Il n’y a pas lieu d’inclure les frais du constat d’huissier inopérant parmi les dépens, et il est relevé que les débours au titre de la signification des actes de la procédure font de droit partie des dépens.
B. Sur les frais irrépétibles
Suivant l’article 700 du code de procédure civile, " le juge condamne la partie tenue aux dépens ou qui perd son procès à payer à l’autre partie la somme qu’il détermine, au titre des frais exposés et non compris dans les dépens […] Dans tous les cas, le juge tient compte de l’équité ou de la situation économique de la partie condamnée. Il peut, même d’office, pour des raisons tirées des mêmes considérations, dire qu’il n’y a pas lieu à ces condamnations. ".
En l’espèce, l’équité commande de condamner la société WOK’N CO partie condamnée aux dépens, à payer à la SCI ASA la somme de 2 500 euros au titre des frais irrépétibles. De même, elle sera tenue de payer à Monsieur [D] la somme de 2 000 euros, et la même somme au profit de la CRCAM. L’équité conduit par ailleurs à rejeter la demande de l’étude notariale, au regard de qui précède, ainsi que celle de la société succombante.
C. Sur l’exécution provisoire
En application de l’article 514 du code de procédure civile, les décisions de première instance sont de droit exécutoires à titre provisoire à moins que la loi ou la décision rendue n’en dispose autrement.
L’article 515 du même code dispose que le juge peut écarter l’exécution provisoire de droit, en tout ou partie, s’il estime qu’elle est incompatible avec la nature de l’affaire, par décision spécialement motivée.

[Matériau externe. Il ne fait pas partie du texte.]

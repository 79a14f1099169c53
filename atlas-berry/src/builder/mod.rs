//! 对齐体数据重建: 把一批已配准的组织学切片写回 3D 数组.
//!
//! 每条记录正向投影到其切面坐标系后, 沿切面网格把像素值以 `max`
//! 方式累积进共享体数据. 单条记录失败只记日志并跳过, 批处理继续;
//! 取消标志在记录之间检查. 启用 `rayon` 特性时投影阶段并行执行,
//! 写回阶段保持顺序以避免体素竞争.

use std::sync::atomic::{AtomicBool, Ordering};

use ndarray::{Array2, Array3};

use crate::io;
use crate::models::AlignmentRecord;
use crate::registration;
use crate::slicer::CutPlane;
use crate::Interpolation;

/// 重建错误.
#[derive(Debug, Clone, Copy, PartialEq, Eq)]
pub enum BuildError {
    /// 记录列表为空, 无从确定目标体数据形状.
    EmptyAlignment,
}

/// 重建结果.
#[derive(Debug)]
pub enum BuildOutcome {
    /// 所有记录处理完毕.
    Completed(Array3<u16>),

    /// 中途被取消, 携带已累积的部分结果.
    Cancelled(Array3<u16>),
}

/// 重建对齐体数据.
///
/// 目标形状取自首条记录的体数据形状. `progress` 在每条记录处理完后
/// 以 `(已完成, 总数)` 调用一次; `cancel` 置位后在下一条记录前停止.
pub fn build_aligned_volume<F>(
    records: &[AlignmentRecord],
    interpolation: Interpolation,
    cancel: &AtomicBool,
    mut progress: F,
) -> Result<BuildOutcome, BuildError>
where
    F: FnMut(usize, usize),
{
    if records.is_empty() {
        return Err(BuildError::EmptyAlignment);
    }

    let (n0, n1, n2) = records[0].volume_settings.shape;
    let mut volume = Array3::<u16>::zeros([n0, n1, n2]);

    let projections = project_all(records, interpolation, cancel);

    let total = records.len();
    for (index, (record, projection)) in records.iter().zip(projections).enumerate() {
        if cancel.load(Ordering::Acquire) {
            log::debug!("重建在第 {}/{} 条记录前被取消.", index + 1, total);
            return Ok(BuildOutcome::Cancelled(volume));
        }

        if let Some(projection) = projection {
            splat(&mut volume, record, &projection);
            log::debug!(
                "已写回 {} ({}/{}).",
                record.histology_file_path.display(),
                index + 1,
                total
            );
        }
        progress(index + 1, total);
    }

    Ok(BuildOutcome::Completed(volume))
}

/// 单条记录的读图与正向投影. 失败返回 `None` 并记日志.
fn project_one(record: &AlignmentRecord, interpolation: Interpolation) -> Option<Array2<f32>> {
    let image = match io::load_image(&record.histology_file_path) {
        Ok(image) => image,
        Err(error) => {
            log::warn!(
                "跳过 {}: 图像读取失败 ({:?}).",
                record.histology_file_path.display(),
                error
            );
            return None;
        }
    };

    match registration::forward_image(&image, record, interpolation) {
        Ok(projection) => Some(projection),
        Err(error) => {
            log::warn!(
                "跳过 {}: 正向投影失败 ({:?}).",
                record.histology_file_path.display(),
                error
            );
            None
        }
    }
}

cfg_if::cfg_if! {
    if #[cfg(feature = "rayon")] {
        fn project_all(
            records: &[AlignmentRecord],
            interpolation: Interpolation,
            cancel: &AtomicBool,
        ) -> Vec<Option<Array2<f32>>> {
            use rayon::prelude::*;

            records
                .par_iter()
                .map(|record| {
                    if cancel.load(Ordering::Acquire) {
                        return None;
                    }
                    project_one(record, interpolation)
                })
                .collect()
        }
    } else {
        fn project_all(
            records: &[AlignmentRecord],
            interpolation: Interpolation,
            cancel: &AtomicBool,
        ) -> Vec<Option<Array2<f32>>> {
            records
                .iter()
                .map(|record| {
                    if cancel.load(Ordering::Acquire) {
                        return None;
                    }
                    project_one(record, interpolation)
                })
                .collect()
        }
    }
}

/// 沿切面网格把投影结果以 `max` 方式累积进体数据.
fn splat(volume: &mut Array3<u16>, record: &AlignmentRecord, projection: &Array2<f32>) {
    let plane = CutPlane::from_settings(&record.volume_settings);
    assert_eq!(
        projection.dim(),
        plane.shape(),
        "正向投影结果与切面网格形状不一致"
    );

    let shape = volume.dim();
    for ((i, j), &value) in projection.indexed_iter() {
        if value <= 0.0 {
            continue;
        }

        let point = plane.point((i as f64, j as f64));
        let (v0, v1, v2) = (point[0].round(), point[1].round(), point[2].round());
        if v0 < 0.0 || v1 < 0.0 || v2 < 0.0 {
            continue;
        }
        let voxel = (v0 as usize, v1 as usize, v2 as usize);
        if voxel.0 >= shape.0 || voxel.1 >= shape.1 || voxel.2 >= shape.2 {
            continue;
        }

        let quantised = value.round().clamp(0.0, f32::from(u16::MAX)) as u16;
        volume[voxel] = volume[voxel].max(quantised);
    }
}
//! 配准数据模型: 切片方向、图谱分辨率、体数据/组织学参数与对齐记录.
//!
//! 所有结构均可由 `serde_json` 持久化; 字段名即磁盘 JSON 格式, 不可随意改动.

use std::path::PathBuf;

use serde::{Deserialize, Serialize};

use crate::consts::ALLOWED_RESOLUTIONS;
use crate::Idx3d;

/// 体数据切片方向.
///
/// 三个变体穷举了所有支持的方向, 下游一律 `match` 分发, 不留缺省分支.
#[derive(Debug, Clone, Copy, PartialEq, Eq, Serialize, Deserialize)]
#[serde(rename_all = "lowercase")]
pub enum Orientation {
    /// 冠状面. 切片轴为 0 (AP 轴).
    Coronal,

    /// 水平面. 切片轴为 1 (DV 轴).
    Horizontal,

    /// 矢状面. 切片轴为 2 (LR 轴).
    Sagittal,
}

impl Orientation {
    /// 被切片轴在 `(轴0, 轴1, 轴2)` 索引序中的下标.
    #[inline]
    pub fn slicing_axis(self) -> usize {
        match self {
            Orientation::Coronal => 0,
            Orientation::Horizontal => 1,
            Orientation::Sagittal => 2,
        }
    }
}

/// 图谱分辨率 (各向同性体素边长, 微米).
///
/// 序列化为整数微米值, 非法数值在反序列化时报错.
#[derive(Debug, Clone, Copy, PartialEq, Eq, Serialize, Deserialize)]
#[serde(try_from = "u32", into = "u32")]
pub enum Resolution {
    /// 10 微米.
    Micron10,

    /// 25 微米.
    Micron25,

    /// 50 微米.
    Micron50,

    /// 100 微米.
    Micron100,
}

impl Resolution {
    /// 微米数值.
    #[inline]
    pub fn microns(self) -> u32 {
        match self {
            Resolution::Micron10 => 10,
            Resolution::Micron25 => 25,
            Resolution::Micron50 => 50,
            Resolution::Micron100 => 100,
        }
    }
}

impl From<Resolution> for u32 {
    #[inline]
    fn from(value: Resolution) -> u32 {
        value.microns()
    }
}

impl TryFrom<u32> for Resolution {
    type Error = String;

    fn try_from(value: u32) -> Result<Self, Self::Error> {
        match value {
            10 => Ok(Resolution::Micron10),
            25 => Ok(Resolution::Micron25),
            50 => Ok(Resolution::Micron50),
            100 => Ok(Resolution::Micron100),
            other => Err(format!(
                "无效分辨率 {} 微米 (合法值: {:?})",
                other, ALLOWED_RESOLUTIONS
            )),
        }
    }
}

/// 参数校验错误.
#[derive(Debug, Clone, PartialEq)]
pub enum SettingsError {
    /// `offset` 超出切片轴合法范围.
    OffsetOutOfRange {
        /// 给定的 offset.
        offset: i32,
        /// 合法闭区间.
        bounds: (i64, i64),
    },

    /// 缩放系数非正.
    NonPositiveScale(f64),
}

/// 体数据切片参数.
#[derive(Debug, Clone, PartialEq, Serialize, Deserialize)]
pub struct VolumeSettings {
    /// 切片方向.
    pub orientation: Orientation,

    /// 俯仰角 (度).
    pub pitch: i32,

    /// 偏航角 (度).
    pub yaw: i32,

    /// 沿切片轴的体素偏移, 0 表示体数据中心.
    pub offset: i32,

    /// 图谱分辨率.
    pub resolution: Resolution,

    /// 体数据形状, `(轴0, 轴1, 轴2)`.
    #[serde(rename = "volume_shape")]
    pub shape: Idx3d,
}

impl VolumeSettings {
    /// 切片轴长度.
    #[inline]
    pub fn axis_len(&self) -> usize {
        let (n0, n1, n2) = self.shape;
        match self.orientation.slicing_axis() {
            0 => n0,
            1 => n1,
            _ => n2,
        }
    }

    /// `offset` 的合法闭区间 `[-⌈n/2⌉, ⌊n/2⌋ - (n 为偶数)]`.
    ///
    /// 偶数轴长 `n` 得到 `[-n/2, n/2 - 1]`, 奇数轴长得到
    /// `[-(n+1)/2, (n-1)/2]`.
    pub fn offset_bounds(&self) -> (i64, i64) {
        let n = self.axis_len() as i64;
        (-((n + 1) / 2), n / 2 - i64::from(n % 2 == 0))
    }

    /// 检查 `offset` 是否落在合法区间内.
    pub fn validate(&self) -> Result<(), SettingsError> {
        let bounds = self.offset_bounds();
        let offset = i64::from(self.offset);
        if offset < bounds.0 || offset > bounds.1 {
            return Err(SettingsError::OffsetOutOfRange {
                offset: self.offset,
                bounds,
            });
        }
        Ok(())
    }
}

/// 组织学图像的七参数 2D 仿射配置.
///
/// 全部参数描述的是把 (已重采样并补齐的) 组织学图像变换到图谱切面坐标系
/// 的正向映射; 反向投影使用同一矩阵的真逆.
#[derive(Debug, Clone, PartialEq, Serialize, Deserialize)]
pub struct HistologySettings {
    /// 旋转角 (度). 屏幕坐标 (y 向下) 中顺时针为正.
    #[serde(rename = "rotation_angle")]
    pub rotation: i32,

    /// X 方向平移 (显示分辨率像素).
    #[serde(rename = "x_translation")]
    pub translation_x: i32,

    /// Y 方向平移 (显示分辨率像素).
    #[serde(rename = "y_translation")]
    pub translation_y: i32,

    /// X 方向缩放. 必须为正.
    #[serde(rename = "x_scale")]
    pub scale_x: f64,

    /// Y 方向缩放. 必须为正.
    #[serde(rename = "y_scale")]
    pub scale_y: f64,

    /// X 方向错切 (坐标偏移比例, `x' = x + shear_x·y`).
    #[serde(rename = "x_shear")]
    pub shear_x: f64,

    /// Y 方向错切 (坐标偏移比例, `y' = y + shear_y·x`).
    #[serde(rename = "y_shear")]
    pub shear_y: f64,
}

impl Default for HistologySettings {
    /// 恒等变换参数.
    fn default() -> Self {
        Self {
            rotation: 0,
            translation_x: 0,
            translation_y: 0,
            scale_x: 1.0,
            scale_y: 1.0,
            shear_x: 0.0,
            shear_y: 0.0,
        }
    }
}

impl HistologySettings {
    /// 检查缩放系数为正.
    pub fn validate(&self) -> Result<(), SettingsError> {
        for scale in [self.scale_x, self.scale_y] {
            if scale <= 0.0 {
                return Err(SettingsError::NonPositiveScale(scale));
            }
        }
        Ok(())
    }
}

/// 一张组织学切片的完整对齐记录.
///
/// 该记录 (加上可重新读入的体数据与原图) 足以完整复现正反两个方向的
/// 投影结果, 无需任何运行时状态.
#[derive(Debug, Clone, PartialEq, Serialize, Deserialize)]
pub struct AlignmentRecord {
    /// 配准时使用的图谱体数据路径.
    pub volume_file_path: PathBuf,

    /// 体数据切片参数.
    #[serde(flatten)]
    pub volume_settings: VolumeSettings,

    /// 体数据缩放系数 (显示分辨率 / 图谱原生分辨率).
    pub volume_scaling_factor: f64,

    /// 配准时图谱切面的显示宽度 (像素).
    pub volume_pixel_width: usize,

    /// 配准时图谱切面的显示高度 (像素).
    pub volume_pixel_height: usize,

    /// 组织学图像路径.
    pub histology_file_path: PathBuf,

    /// 组织学仿射参数.
    #[serde(flatten)]
    pub histology_settings: HistologySettings,

    /// 组织学缩放系数 (显示分辨率 / 组织学原生分辨率).
    pub histology_scaling_factor: f64,

    /// 配准时组织学图像的显示宽度 (像素).
    pub histology_pixel_width: usize,

    /// 配准时组织学图像的显示高度 (像素).
    pub histology_pixel_height: usize,

    /// 组织学图像读入时的降采样系数.
    pub downsampling_factor: f64,
}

En l’espèce, rien ne permet d’écarter l’exécution provisoire, compatible avec la nature de l’affaire, et nécessaire au regard de l’ancienneté des faits litigieux.
PAR CES MOTIFS
Le tribunal, statuant publiquement, par jugement contradictoire, en premier ressort, mis à disposition au greffe,
DECLARE irrecevable la fin de non-recevoir soulevée par la société civile CAISSE REGIONALE DE CREDIT AGRICOLE MUTUEL BRIE PICARDIE et la société anonyme PREDICA PREVOYANCE DIALOGUE DU CREDIT AGRICOLE ;
DEBOUTE la SASU WOK’N CO de l’intégralité de ses demandes ;
DECLARE inopposable à Monsieur [M] [D] la cession de fonds de commerce conclue le 20 décembre 2023 entre la SAS MOON SUSHI et la SASUWOK’N CO ;
ORDONNE l’expulsion de la SASU WOK’N CO et de tous occupants de son chef du local litigieux sis [Adresse 9] à [Localité 1] ; à défaut de libération volontaire, passé le délai de 15 jours après signification de la présente, avec le concours de la force publique et d’un serrurier ; avec tous ses biens, à ses frais exclusifs ;
CONDAMNE la société WOK’N CO à payer à la SCI ASA la somme de 31 276,96 euros au titre des indemnités d’occupation échues au 1er septembre 2025, outre le paiement d’une indemnité d’occupation mensuelle de 1 676,15 euros à compter de cette date et jusqu’à parfaite libération des lieux ;
CONDAMNE la SASU WOK’N CO à payer à la SCI ASA la somme de 6 000 euros au titre de son préjudice financier ;
DEBOUTE la SCI ASA de sa demande au titre du préjudice moral;
CONDAMNE la SASU WOK’N CO à payer à la SCI ASA la somme de 2 500 euros au titre des frais irrépétibles ;
CONDAMNE la SASU WOK’N CO à payer à Monsieur [M] [D] la somme de 2 000 euros au titre des frais irrépétibles ;
CONDAMNE la SASU WOK’N CO à payer à la société civile CAISSE REGIONALE DE CREDIT AGRICOLE MUTUEL BRIE PICARDIE la somme de 2 000 euros au titre des frais irrépétibles ;
CONDAMNE la SASU WOK’N CO aux entiers dépens de l’instance, comprenant les frais de signification des actes de la procédure, dont distraction au profit de Maître Céline MAURY pour sa part ;
DEBOUTE les parties de leurs demandes plus amples ou contraires ;
DIT n’y avoir lieu à écarter l’exécution provisoire de droit.
Ainsi jugé et prononcé le 14 Avril 2026, à l’audience de la première chambre civile du Tribunal judiciaire de MELUN par Hélène MARTRON, Présidente, qui a signé la minute avec Carole H’SOILI, greffier lors du prononcé.